Marcelo Moreira
O começo do fim do mundo ocorreu na Vila Carolina, zona norte de São Paulo, em 1981, muito antes do evento que ficou conhecido por essa expressão um ano e meio depois, no Sesc Pompeia. E, no fim do mundo e naquele não tão fim de mundo, um nome chama a atenção como o "cara do movimento".
Clemente Nascimento carrega a história do punk paulistano-brasileiro e tem orgulho de dizer que é punk e que foi punk muito antes do punk surgir nas terras tropicais. Não se sente à vontade com os epítetos de "o rosto do punk nacional" ou "essência do punk paulistano". Ele quer ser apenas o Clemente dos Inocentes e também da Plebe Rude.
São 40 anos de história de uma banda que se mantém underground e muito relevante. Inocentes são a banda punk por excelência, o símbolo de uma geração que ousou botar para quebrar em plena ditadura militar de forma muito urgente, rápida, barulhenta e visceral.
Dá para imaginar o punk brasileiro sem os Inocentes, sem Clemente e sem as turmas da Vila Carolina e do bairro do Limão?
A banda se prepara para uma série de eventos que pretendem lembrar a importância da data. Se os punks ingleses, em média, cinco anos em suas bandas, o que dizer dos 40 dos Inocentes? A contragosto, o grupo e seu líder se tornaram "instituições", algo que eles sempre combateram.
Além dos esperados shows que em breve deverão voltar, uma edição comemorativa de "Pânico em SP", que completa 35 anos de seu lançamento, será editada provavelmente com algum bônus e material extra.
Com uma trajetória intimamente ligada à cultura da cidade de São Paulo, Clemente é uma usina de energia: incansável, hiperativo e intenso, divide-se entre as bandas Inocentes e Plebe Rude, carreira solo e a apresentação de programas de rádio, mas tudo isso parece não ser suficiente.
Clemente não gosta de ser retratado como um dos líderes dos punks paulistanos, embora não desminta e desestimule tais afirmações, o fato é que o guitarrista dos Inocentes é provavelmente o mais articulado dos pioneiros.

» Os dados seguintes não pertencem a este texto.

//! Secure credential handling using the secrecy crate
//!
//! Object-store credentials are held in memory as `Secret` values: memory
//! is zeroed on drop, Debug output is redacted, and access requires an
//! explicit `expose_secret()` call.

use secrecy::{CloneableSecret, DebugSecret, Secret, SerializableSecret};
use serde::{Deserialize, Deserializer, Serialize, Serializer};
use zeroize::Zeroize;

/// Newtype wrapper for String that implements the required traits for Secret
#[derive(Clone, Debug, Zeroize)]
#[zeroize(drop)]
pub struct SecretValue(String);

impl CloneableSecret for SecretValue {}
impl DebugSecret for SecretValue {}
impl SerializableSecret for SecretValue {}

impl From<String> for SecretValue {
    fn from(s: String) -> Self {
        SecretValue(s)
    }
}

impl From<&str> for SecretValue {
    fn from(s: &str) -> Self {
        SecretValue(s.to_string())
    }
}

impl PartialEq<str> for SecretValue {
    fn eq(&self, other: &str) -> bool {
        self.0 == other
    }
}

impl AsRef<str> for SecretValue {
    fn as_ref(&self) -> &str {
        &self.0
    }
}

impl SecretValue {
    /// Check if the secret value is empty
    pub fn is_empty(&self) -> bool {
        self.0.is_empty()
    }
}

impl Serialize for SecretValue {
    fn serialize<S>(&self, serializer: S) -> Result<S::Ok, S::Error>
    where
        S: Serializer,
    {
        self.0.serialize(serializer)
    }
}

impl<'de> Deserialize<'de> for SecretValue {
    fn deserialize<D>(deserializer: D) -> Result<Self, D::Error>
    where
        D: Deserializer<'de>,
    {
        String::deserialize(deserializer).map(SecretValue)
    }
}

/// Type alias for a secret string
///
/// This wraps a `SecretValue` in a `Secret` container that:
/// - Zeros the memory when dropped
/// - Prevents accidental logging via Debug
/// - Requires explicit `expose_secret()` to access
pub type SecretString = Secret<SecretValue>;

/// Helper function to create a SecretString from a String
#[inline]
pub fn secret_string(value: String) -> SecretString {
    Secret::new(SecretValue::from(value))
}

/// Helper function to create an optional SecretString from an optional String
#[inline]
pub fn secret_string_opt(value: Option<String>) -> Option<SecretString> {
    value.map(|s| Secret::new(SecretValue::from(s)))
}
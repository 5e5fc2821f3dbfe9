//! Snapshot service surface
//!
//! Typed mirror of the external endpoints. HTTP routing, versioning and
//! rate limiting live outside this crate; a host embeds [`SnapshotService`]
//! and maps these calls onto its own transport.

use crate::adapters::executor::TaskExecutor;
use crate::adapters::store::FeatureStore;
use crate::compiler::compile_plain;
use crate::core::orchestrator::ExportOrchestrator;
use crate::domain::request::{ExportRequest, PlainQuery};
use crate::domain::{ExportTask, Result, TaskHandle, TaskId};
use chrono::{DateTime, Utc};
use geojson::FeatureCollection;
use serde::{Deserialize, Serialize};
use std::path::PathBuf;
use std::sync::Arc;

/// `GET /status/` payload: recency of the store's last full refresh
#[derive(Debug, Clone, Serialize, Deserialize)]
pub struct StatusResponse {
    pub last_updated: Option<DateTime<Utc>>,
}

/// `POST /snapshot/` payload: the tracking handle for a submitted export
#[derive(Debug, Clone, Serialize, Deserialize)]
pub struct SnapshotResponse {
    pub task_id: String,
    pub track_link: String,
}

impl From<TaskHandle> for SnapshotResponse {
    fn from(handle: TaskHandle) -> Self {
        Self {
            task_id: handle.task_id.into_inner(),
            track_link: handle.track_link,
        }
    }
}

/// The snapshot service core
///
/// Owns the orchestrator and the feature-store seam; all state lives
/// behind those, so the service itself is cheap to share.
pub struct SnapshotService {
    store: Arc<dyn FeatureStore>,
    orchestrator: ExportOrchestrator,
}

impl SnapshotService {
    pub fn new(
        store: Arc<dyn FeatureStore>,
        executor: Arc<dyn TaskExecutor>,
        export_path: impl Into<PathBuf>,
    ) -> Self {
        Self {
            store,
            orchestrator: ExportOrchestrator::new(executor, export_path),
        }
    }

    /// Recency of the underlying feature store's last full refresh
    pub async fn status(&self) -> Result<StatusResponse> {
        let last_updated = self.store.last_updated().await?;
        Ok(StatusResponse { last_updated })
    }

    /// Submits an asynchronous snapshot export
    pub async fn snapshot(&self, request: ExportRequest) -> Result<SnapshotResponse> {
        let handle = self.orchestrator.submit(request).await?;
        Ok(handle.into())
    }

    /// Status of a previously submitted export task
    pub async fn task_status(&self, task_id: &TaskId) -> Result<ExportTask> {
        self.orchestrator.status(task_id).await
    }

    /// Synchronous plain query for small extracts; the caller blocks for
    /// the feature collection
    pub async fn snapshot_plain(&self, query: PlainQuery) -> Result<FeatureCollection> {
        let plan = compile_plain(&query)?;
        tracing::debug!(
            tables = plan.tables.len(),
            conditions = plan.conditions.len(),
            "Running plain snapshot query"
        );
        self.store.run_plain_query(&plan).await
    }
}

#[cfg(test)]
mod tests {
    use super::*;
    use crate::adapters::executor::{ExportJob, LocalExecutor};
    use crate::adapters::store::{MemoryFeatureStore, StoredFeature};
    use crate::core::orchestrator::CompiledRequest;
    use crate::domain::request::{FeatureTable, WhereCondition};
    use crate::domain::{GeopackError, JoinFilterType};
    use async_trait::async_trait;
    use geojson::{Geometry, Value as GeoValue};
    use url::Url;

    struct NoopJob;

    #[async_trait]
    impl ExportJob for NoopJob {
        async fn run(&self, task_id: &TaskId, _job: &CompiledRequest) -> Result<Url> {
            Url::parse(&format!("https://objects.example.com/{task_id}.zip"))
                .map_err(|e| GeopackError::Other(e.to_string()))
        }
    }

    fn service(store: MemoryFeatureStore, export_path: &std::path::Path) -> SnapshotService {
        SnapshotService::new(
            Arc::new(store),
            Arc::new(LocalExecutor::new(Arc::new(NoopJob))),
            export_path,
        )
    }

    #[tokio::test]
    async fn test_status_reports_store_recency() {
        let dir = tempfile::tempdir().unwrap();
        let now = Utc::now();
        let service = service(MemoryFeatureStore::new().with_last_updated(now), dir.path());
        let response = service.status().await.unwrap();
        assert_eq!(response.last_updated, Some(now));
    }

    #[tokio::test]
    async fn test_snapshot_returns_track_link() {
        let dir = tempfile::tempdir().unwrap();
        let service = service(MemoryFeatureStore::new(), dir.path());
        let request = ExportRequest::new(Geometry::new(GeoValue::Polygon(vec![vec![
            vec![0.0, 0.0],
            vec![1.0, 0.0],
            vec![1.0, 1.0],
            vec![0.0, 0.0],
        ]])));
        let response = service.snapshot(request).await.unwrap();
        assert_eq!(
            response.track_link,
            format!("/tasks/status/{}/", response.task_id)
        );
    }

    #[tokio::test]
    async fn test_snapshot_plain_projects_matches() {
        let dir = tempfile::tempdir().unwrap();
        let store = MemoryFeatureStore::new()
            .with_feature(
                StoredFeature::new(
                    FeatureTable::Relations,
                    Geometry::new(GeoValue::Point(vec![84.0, 28.0])),
                )
                .with_tag("admin_level", "2")
                .with_tag("name", "Nepal")
                .with_tag("boundary", "administrative"),
            )
            .with_feature(
                StoredFeature::new(
                    FeatureTable::Nodes,
                    Geometry::new(GeoValue::Point(vec![84.0, 28.0])),
                )
                .with_tag("admin_level", "2"),
            );
        let service = service(store, dir.path());

        let query = PlainQuery {
            select: vec!["name".to_string()],
            where_: vec![WhereCondition {
                key: "admin_level".to_string(),
                values: vec!["2".to_string()],
            }],
            join_by: JoinFilterType::And,
            look_in: Some(vec![FeatureTable::Relations]),
            bbox: None,
        };
        let collection = service.snapshot_plain(query).await.unwrap();
        assert_eq!(collection.features.len(), 1);
        let props = collection.features[0].properties.as_ref().unwrap();
        assert_eq!(props.len(), 1);
        assert_eq!(props.get("name").unwrap(), "Nepal");
    }

    #[tokio::test]
    async fn test_empty_look_in_is_a_compile_error() {
        let dir = tempfile::tempdir().unwrap();
        let service = service(MemoryFeatureStore::new(), dir.path());
        let query = PlainQuery {
            select: vec!["*".to_string()],
            where_: vec![],
            join_by: JoinFilterType::And,
            look_in: Some(vec![]),
            bbox: None,
        };
        let err = service.snapshot_plain(query).await.unwrap_err();
        assert!(matches!(err, GeopackError::Compile(_)));
    }
}
//! Configuration schema types
//!
//! This module defines the configuration structure that maps to the
//! geopack TOML file.

use crate::config::SecretString;
use crate::domain::OutputType;
use serde::{Deserialize, Serialize};

/// Main geopack configuration
///
/// This is the root configuration structure that maps to the TOML file.
#[derive(Debug, Clone, Serialize, Deserialize)]
pub struct GeopackConfig {
    /// Application-level settings
    pub application: ApplicationConfig,

    /// Feature store configuration
    pub store: StoreConfig,

    /// Object store configuration (upload target for finished exports)
    #[serde(default)]
    pub object_store: ObjectStoreConfig,

    /// Export settings
    #[serde(default)]
    pub export: ExportConfig,

    /// Upload watch settings
    #[serde(default)]
    pub watch: WatchConfig,

    /// Logging configuration
    #[serde(default)]
    pub logging: LoggingConfig,
}

impl GeopackConfig {
    /// Validates the configuration
    ///
    /// # Errors
    ///
    /// Returns an error if any configuration values are invalid
    pub fn validate(&self) -> Result<(), String> {
        self.application.validate()?;
        self.store.validate()?;
        self.object_store.validate()?;
        self.export.validate()?;
        self.watch.validate()?;
        self.logging.validate()?;
        Ok(())
    }
}

/// Application-level configuration
#[derive(Debug, Clone, Serialize, Deserialize)]
pub struct ApplicationConfig {
    /// Log level (trace, debug, info, warn, error)
    #[serde(default = "default_log_level")]
    pub log_level: String,
}

impl ApplicationConfig {
    fn validate(&self) -> Result<(), String> {
        let valid_levels = ["trace", "debug", "info", "warn", "error"];
        if !valid_levels.contains(&self.log_level.as_str()) {
            return Err(format!(
                "Invalid log_level '{}'. Must be one of: {}",
                self.log_level,
                valid_levels.join(", ")
            ));
        }
        Ok(())
    }
}

impl Default for ApplicationConfig {
    fn default() -> Self {
        Self {
            log_level: default_log_level(),
        }
    }
}

/// Feature store configuration
#[derive(Debug, Clone, Serialize, Deserialize)]
pub struct StoreConfig {
    /// Base URL of the feature store service
    pub endpoint: String,

    /// Request timeout in seconds
    #[serde(default = "default_request_timeout_secs")]
    pub request_timeout_secs: u64,
}

impl StoreConfig {
    fn validate(&self) -> Result<(), String> {
        if self.endpoint.is_empty() {
            return Err("store.endpoint cannot be empty".to_string());
        }

        if !self.endpoint.starts_with("http://") && !self.endpoint.starts_with("https://") {
            return Err("store.endpoint must start with http:// or https://".to_string());
        }

        if self.request_timeout_secs == 0 {
            return Err("store.request_timeout_secs must be > 0".to_string());
        }

        Ok(())
    }
}

/// Object store configuration
///
/// Finished exports are published under `public_base_url`; the watcher
/// probes that location before deleting the local copy.
#[derive(Debug, Clone, Serialize, Deserialize, Default)]
pub struct ObjectStoreConfig {
    /// Public base URL where uploaded exports become reachable
    #[serde(default)]
    pub public_base_url: Option<String>,

    /// Bucket name
    #[serde(default)]
    pub bucket: Option<String>,

    /// Access key ID
    #[serde(default)]
    pub access_key_id: Option<String>,

    /// Secret access key
    /// Stored securely in memory and automatically zeroized on drop
    #[serde(default)]
    pub secret_access_key: Option<SecretString>,
}

impl ObjectStoreConfig {
    fn validate(&self) -> Result<(), String> {
        if let Some(ref base) = self.public_base_url {
            if !base.starts_with("http://") && !base.starts_with("https://") {
                return Err(
                    "object_store.public_base_url must start with http:// or https://".to_string(),
                );
            }
        }

        // Credentials come as a pair or not at all
        if self.access_key_id.is_some() != self.secret_access_key.is_some() {
            return Err(
                "object_store.access_key_id and object_store.secret_access_key must be set together"
                    .to_string(),
            );
        }

        Ok(())
    }
}

/// Export configuration
#[derive(Debug, Clone, Serialize, Deserialize)]
pub struct ExportConfig {
    /// Directory where per-task working directories are created
    #[serde(default = "default_export_path")]
    pub export_path: String,

    /// Output format used when a request does not name one
    #[serde(default)]
    pub default_output_type: OutputType,

    /// Maximum number of rows a plain query may return
    #[serde(default = "default_plain_query_row_limit")]
    pub plain_query_row_limit: usize,
}

impl ExportConfig {
    fn validate(&self) -> Result<(), String> {
        if self.export_path.is_empty() {
            return Err("export.export_path cannot be empty".to_string());
        }

        if self.plain_query_row_limit == 0 {
            return Err("export.plain_query_row_limit must be > 0".to_string());
        }

        Ok(())
    }
}

impl Default for ExportConfig {
    fn default() -> Self {
        Self {
            export_path: default_export_path(),
            default_output_type: OutputType::default(),
            plain_query_row_limit: default_plain_query_row_limit(),
        }
    }
}

/// Upload watch configuration
#[derive(Debug, Clone, Serialize, Deserialize)]
pub struct WatchConfig {
    /// Seconds between upload probes
    #[serde(default = "default_poll_interval_secs")]
    pub poll_interval_secs: u64,

    /// Seconds before a watch gives up and retains the local copy
    #[serde(default = "default_deadline_secs")]
    pub deadline_secs: u64,
}

impl WatchConfig {
    fn validate(&self) -> Result<(), String> {
        if self.poll_interval_secs == 0 {
            return Err("watch.poll_interval_secs must be > 0".to_string());
        }

        if self.deadline_secs < self.poll_interval_secs {
            return Err(format!(
                "watch.deadline_secs ({}) must be >= watch.poll_interval_secs ({})",
                self.deadline_secs, self.poll_interval_secs
            ));
        }

        Ok(())
    }
}

impl Default for WatchConfig {
    fn default() -> Self {
        Self {
            poll_interval_secs: default_poll_interval_secs(),
            deadline_secs: default_deadline_secs(),
        }
    }
}

/// Logging configuration
#[derive(Debug, Clone, Serialize, Deserialize)]
pub struct LoggingConfig {
    /// Enable local file logging
    #[serde(default = "default_true")]
    pub local_enabled: bool,

    /// Local log file path
    #[serde(default = "default_local_path")]
    pub local_path: String,

    /// Log rotation strategy
    #[serde(default = "default_local_rotation")]
    pub local_rotation: String,

    /// Maximum log file size in MB
    #[serde(default = "default_local_max_size_mb")]
    pub local_max_size_mb: usize,
}

impl LoggingConfig {
    fn validate(&self) -> Result<(), String> {
        let valid_rotations = ["daily", "size"];
        if !valid_rotations.contains(&self.local_rotation.as_str()) {
            return Err(format!(
                "Invalid logging.local_rotation '{}'. Must be one of: {}",
                self.local_rotation,
                valid_rotations.join(", ")
            ));
        }

        if self.local_max_size_mb == 0 {
            return Err("logging.local_max_size_mb must be > 0".to_string());
        }

        Ok(())
    }
}

impl Default for LoggingConfig {
    fn default() -> Self {
        Self {
            local_enabled: true,
            local_path: default_local_path(),
            local_rotation: default_local_rotation(),
            local_max_size_mb: default_local_max_size_mb(),
        }
    }
}

// Default value functions
fn default_log_level() -> String {
    "info".to_string()
}

fn default_true() -> bool {
    true
}

fn default_request_timeout_secs() -> u64 {
    60
}

fn default_export_path() -> String {
    "exports".to_string()
}

fn default_plain_query_row_limit() -> usize {
    1000
}

fn default_poll_interval_secs() -> u64 {
    3
}

fn default_deadline_secs() -> u64 {
    300
}

fn default_local_path() -> String {
    "/var/log/geopack".to_string()
}

fn default_local_rotation() -> String {
    "daily".to_string()
}

fn default_local_max_size_mb() -> usize {
    100
}
//! Integration tests for the upload completion watcher against a real
//! HTTP probe

use geopack::adapters::objectstore::{HttpHeadProbe, UploadProbe};
use geopack::core::{spawn_watch, watch_upload, WatchOptions, WatchOutcome};
use async_trait::async_trait;
use std::path::Path;
use std::sync::atomic::{AtomicUsize, Ordering};
use std::sync::Arc;
use std::time::Duration;
use tempfile::TempDir;
use url::Url;

fn fast_options() -> WatchOptions {
    WatchOptions {
        poll_interval: Duration::from_millis(10),
        deadline: Duration::from_millis(200),
    }
}

fn artifact(dir: &TempDir, name: &str) -> std::path::PathBuf {
    let path = dir.path().join(name);
    std::fs::write(&path, b"export payload").unwrap();
    path
}

#[tokio::test]
async fn test_confirmed_upload_deletes_local_file() {
    let mut server = mockito::Server::new_async().await;
    let mock = server
        .mock("HEAD", "/exports/pokhara.zip")
        .with_status(200)
        .create_async()
        .await;

    let dir = TempDir::new().unwrap();
    let local = artifact(&dir, "pokhara.zip");
    let url = Url::parse(&format!("{}/exports/pokhara.zip", server.url())).unwrap();

    let probe = HttpHeadProbe::new(Duration::from_secs(1));
    let outcome = watch_upload(&probe, &url, &local, fast_options()).await;

    assert_eq!(outcome, WatchOutcome::Uploaded);
    assert!(!local.exists());
    mock.assert_async().await;
}

#[tokio::test]
async fn test_missing_upload_retains_local_file() {
    let mut server = mockito::Server::new_async().await;
    server
        .mock("HEAD", "/exports/missing.zip")
        .with_status(404)
        .expect_at_least(2)
        .create_async()
        .await;

    let dir = TempDir::new().unwrap();
    let local = artifact(&dir, "missing.zip");
    let url = Url::parse(&format!("{}/exports/missing.zip", server.url())).unwrap();

    let probe = HttpHeadProbe::new(Duration::from_secs(1));
    let outcome = watch_upload(&probe, &url, &local, fast_options()).await;

    assert_eq!(outcome, WatchOutcome::TimedOut);
    assert!(local.exists(), "local copy must survive a timed-out watch");
}

#[tokio::test]
async fn test_server_error_is_treated_as_not_yet_available() {
    let mut server = mockito::Server::new_async().await;
    server
        .mock("HEAD", "/exports/flaky.zip")
        .with_status(503)
        .create_async()
        .await;

    let dir = TempDir::new().unwrap();
    let local = artifact(&dir, "flaky.zip");
    let url = Url::parse(&format!("{}/exports/flaky.zip", server.url())).unwrap();

    let probe = HttpHeadProbe::new(Duration::from_secs(1));
    let outcome = watch_upload(&probe, &url, &local, fast_options()).await;

    assert_eq!(outcome, WatchOutcome::TimedOut);
    assert!(local.exists());
}

#[tokio::test]
async fn test_unreachable_host_never_deletes() {
    let dir = TempDir::new().unwrap();
    let local = artifact(&dir, "unreachable.zip");
    let url = Url::parse("http://127.0.0.1:1/exports/unreachable.zip").unwrap();

    let probe = HttpHeadProbe::new(Duration::from_millis(50));
    let outcome = watch_upload(&probe, &url, &local, fast_options()).await;

    assert_eq!(outcome, WatchOutcome::TimedOut);
    assert!(local.exists());
}

/// Probe that reports success only from the nth call onward
struct EventualProbe {
    calls: AtomicUsize,
    exists_after: usize,
}

#[async_trait]
impl UploadProbe for EventualProbe {
    async fn exists(&self, _url: &Url) -> bool {
        self.calls.fetch_add(1, Ordering::SeqCst) + 1 >= self.exists_after
    }
}

#[tokio::test]
async fn test_upload_confirmed_after_retries() {
    let dir = TempDir::new().unwrap();
    let local = artifact(&dir, "eventual.zip");
    let url = Url::parse("https://objects.example.com/exports/eventual.zip").unwrap();

    let probe = EventualProbe {
        calls: AtomicUsize::new(0),
        exists_after: 3,
    };
    let outcome = watch_upload(&probe, &url, &local, fast_options()).await;

    assert_eq!(outcome, WatchOutcome::Uploaded);
    assert_eq!(probe.calls.load(Ordering::SeqCst), 3);
    assert!(!local.exists());
}

#[tokio::test]
async fn test_spawned_watches_run_independently() {
    let dir = TempDir::new().unwrap();
    let uploaded = artifact(&dir, "done.zip");
    let pending = artifact(&dir, "pending.zip");

    let yes: Arc<dyn UploadProbe> = Arc::new(EventualProbe {
        calls: AtomicUsize::new(0),
        exists_after: 1,
    });
    let never: Arc<dyn UploadProbe> = Arc::new(EventualProbe {
        calls: AtomicUsize::new(0),
        exists_after: usize::MAX,
    });

    let first = spawn_watch(
        yes,
        Url::parse("https://objects.example.com/done.zip").unwrap(),
        uploaded.clone(),
        fast_options(),
    );
    let second = spawn_watch(
        never,
        Url::parse("https://objects.example.com/pending.zip").unwrap(),
        pending.clone(),
        fast_options(),
    );

    assert_eq!(first.await.unwrap(), WatchOutcome::Uploaded);
    assert_eq!(second.await.unwrap(), WatchOutcome::TimedOut);
    assert!(!uploaded.exists());
    assert!(pending.exists());
}

#[tokio::test]
async fn test_directory_artifacts_are_removed_recursively() {
    let dir = TempDir::new().unwrap();
    let work_dir = dir.path().join("task-output");
    std::fs::create_dir(&work_dir).unwrap();
    std::fs::write(work_dir.join("export.geojson"), b"{}").unwrap();

    let probe = EventualProbe {
        calls: AtomicUsize::new(0),
        exists_after: 1,
    };
    let url = Url::parse("https://objects.example.com/task-output.zip").unwrap();
    let outcome = watch_upload(&probe, &url, &work_dir, fast_options()).await;

    assert_eq!(outcome, WatchOutcome::Uploaded);
    assert!(!work_dir.exists());
}

#[tokio::test]
async fn test_missing_local_path_does_not_fail_the_watch() {
    let probe = EventualProbe {
        calls: AtomicUsize::new(0),
        exists_after: 1,
    };
    let url = Url::parse("https://objects.example.com/ghost.zip").unwrap();
    let outcome = watch_upload(
        &probe,
        &url,
        Path::new("/nonexistent/ghost.zip"),
        fast_options(),
    )
    .await;

    // cleanup errors are logged and swallowed; the upload still counts
    assert_eq!(outcome, WatchOutcome::Uploaded);
}
//! Configuration management for geopack.
//!
//! TOML-based configuration loading, parsing, and validation with:
//! - Environment variable substitution (`${VAR_NAME}`)
//! - `GEOPACK_*` environment variable overrides
//! - Default values for optional settings
//! - Per-section validation
//!
//! # Quick Start
//!
//! ```rust,no_run
//! use geopack::config::load_config;
//!
//! # fn example() -> Result<(), Box<dyn std::error::Error>> {
//! let config = load_config("geopack.toml")?;
//!
//! println!("Store endpoint: {}", config.store.endpoint);
//! println!("Export path: {}", config.export.export_path);
//! # Ok(())
//! # }
//! ```
//!
//! # Example Configuration
//!
//! ```toml
//! [application]
//! log_level = "info"
//!
//! [store]
//! endpoint = "https://store.example.com"
//!
//! [object_store]
//! public_base_url = "https://downloads.example.com/exports"
//! bucket = "exports"
//! access_key_id = "AKIAEXAMPLE"
//! secret_access_key = "${GEOPACK_OBJECT_STORE_SECRET_ACCESS_KEY}"
//!
//! [export]
//! export_path = "exports"
//! plain_query_row_limit = 1000
//!
//! [watch]
//! poll_interval_secs = 3
//! deadline_secs = 300
//! ```

pub mod loader;
pub mod schema;
pub mod secret;

// Re-export commonly used types
pub use loader::load_config;
pub use schema::{
    ApplicationConfig, ExportConfig, GeopackConfig, LoggingConfig, ObjectStoreConfig, StoreConfig,
    WatchConfig,
};
pub use secret::{secret_string, secret_string_opt, SecretString, SecretValue};
//! Watch command implementation
//!
//! This module implements the `watch` command: probe an upload location
//! until the export becomes reachable, then delete the local copy.

use crate::adapters::objectstore::HttpHeadProbe;
use crate::config::load_config;
use crate::core::{watch_upload, WatchOptions, WatchOutcome};
use clap::Args;
use std::path::PathBuf;
use std::time::Duration;
use url::Url;

/// Arguments for the watch command
#[derive(Args, Debug)]
pub struct WatchArgs {
    /// Public URL where the uploaded export is expected to appear
    #[arg(short, long)]
    pub url: String,

    /// Local file or directory to delete once the upload is confirmed
    #[arg(short, long)]
    pub path: PathBuf,

    /// Override the poll interval in seconds
    #[arg(long)]
    pub poll_interval_secs: Option<u64>,

    /// Override the deadline in seconds
    #[arg(long)]
    pub deadline_secs: Option<u64>,
}

impl WatchArgs {
    /// Execute the watch command
    pub async fn execute(&self, config_path: &str) -> anyhow::Result<i32> {
        let config = match load_config(config_path) {
            Ok(c) => c,
            Err(e) => {
                println!("❌ Failed to load configuration");
                println!("   Error: {e}");
                return Ok(2);
            }
        };

        let url = match Url::parse(&self.url) {
            Ok(u) => u,
            Err(e) => {
                println!("❌ Invalid upload URL: {}", self.url);
                println!("   Error: {e}");
                return Ok(2);
            }
        };

        let options = WatchOptions {
            poll_interval: Duration::from_secs(
                self.poll_interval_secs
                    .unwrap_or(config.watch.poll_interval_secs),
            ),
            deadline: Duration::from_secs(self.deadline_secs.unwrap_or(config.watch.deadline_secs)),
        };

        tracing::info!(
            url = %url,
            path = %self.path.display(),
            poll_interval_secs = options.poll_interval.as_secs(),
            deadline_secs = options.deadline.as_secs(),
            "Watching upload"
        );

        println!("👀 Watching {url}");
        println!("   Local copy: {}", self.path.display());
        println!();

        let probe = HttpHeadProbe::new(Duration::from_secs(config.store.request_timeout_secs));

        match watch_upload(&probe, &url, &self.path, options).await {
            WatchOutcome::Uploaded => {
                println!("✅ Upload confirmed, local copy deleted");
                Ok(0)
            }
            WatchOutcome::TimedOut => {
                println!("⚠️  Upload not confirmed before the deadline");
                println!("   Local copy retained: {}", self.path.display());
                Ok(4)
            }
        }
    }
}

Se João Gordo, dos Ratos de Porão, se tornou a figura mais icônica, Clemente aparece como a voz mais engajada.
Garoto da zona norte de São Paulo, filho de uma família da classe trabalhadora, descobriu logo a sua vocação quando entendeu o que significava a música feroz e barulhenta que alguns ingleses tinham começado a fazer anos antes.
Não era um desajustado no sentido clássico, mas logo se mostrou um rebelde e revoltado, ganhando o respeito de toda uma nascente cena jovem que tentava bagunçar os estertores do regime militar brasileiro, iniciado em 1964.
O livro "Meninos em Fúria", que coescreveu com o escritor Marcelo Rubens Paiva, é revelador ao mostrar como os Inocentes conduziram a galera para o confronto e o embate com sua guitarra massacrante – e, em algumas vezes, também com os punhos, em várias das tretas que se envolveu ao longo da primeira metade dos anos 80.
O texto de Paiva, que conviveu com os punks na época e conheceu desde cedo o músico, é leve e ligeiro, sem arroubos ou rebuscamento – como deve ser um bom livro "punk".
Para quem gosta de rock nacional e gosta de se informar sobre a história da música brasileira e de seus principais personagens, "Meninos em Fúria" é documento importante, pois não só recupera boas histórias que sempre estiveram esparsas sobre o movimento, como também traz fatos inéditos e um olhar analítico bastante acurado.
Clemente já foi acusado de querer intelectualizar o punk nacional e de querer se apropriar da própria cena e de seu desenvolvimento. Ao escutar esse tipo de coisas, apenas ri dessas bobagens. Sua trajetória fala por si.
Em uma entrevista ao jornal O Globo anos atrás, o músico paulista fez uma breve comparação a respeito do engajamento da juventude da atualidade e o que ocorre nestes tempos: "Há um acirramento dos conflitos, e isso vem de 2013. Na nossa época, lá nos anos 80, tudo era mais claro, o Brasil vivia sob o regime militar. Agora tudo é mais confuso. Existem ações da Justiça e do Estado que são coincidentes com algumas da ditadura. O espírito da garotada de hoje ainda é jovem, de querer mudar e não se entregar, de lutar por aquilo que acha certo. Eles têm o mesmo romantismo e esperança que nós tínhamos."
Punk na essência, Clemente é um contestador, mas esbanja otimismo com visão crítica, ferina e certeira da realidade. É um artista que continua fundamental 40 anos depois de colocar os Inocentes na rota da imortalidade.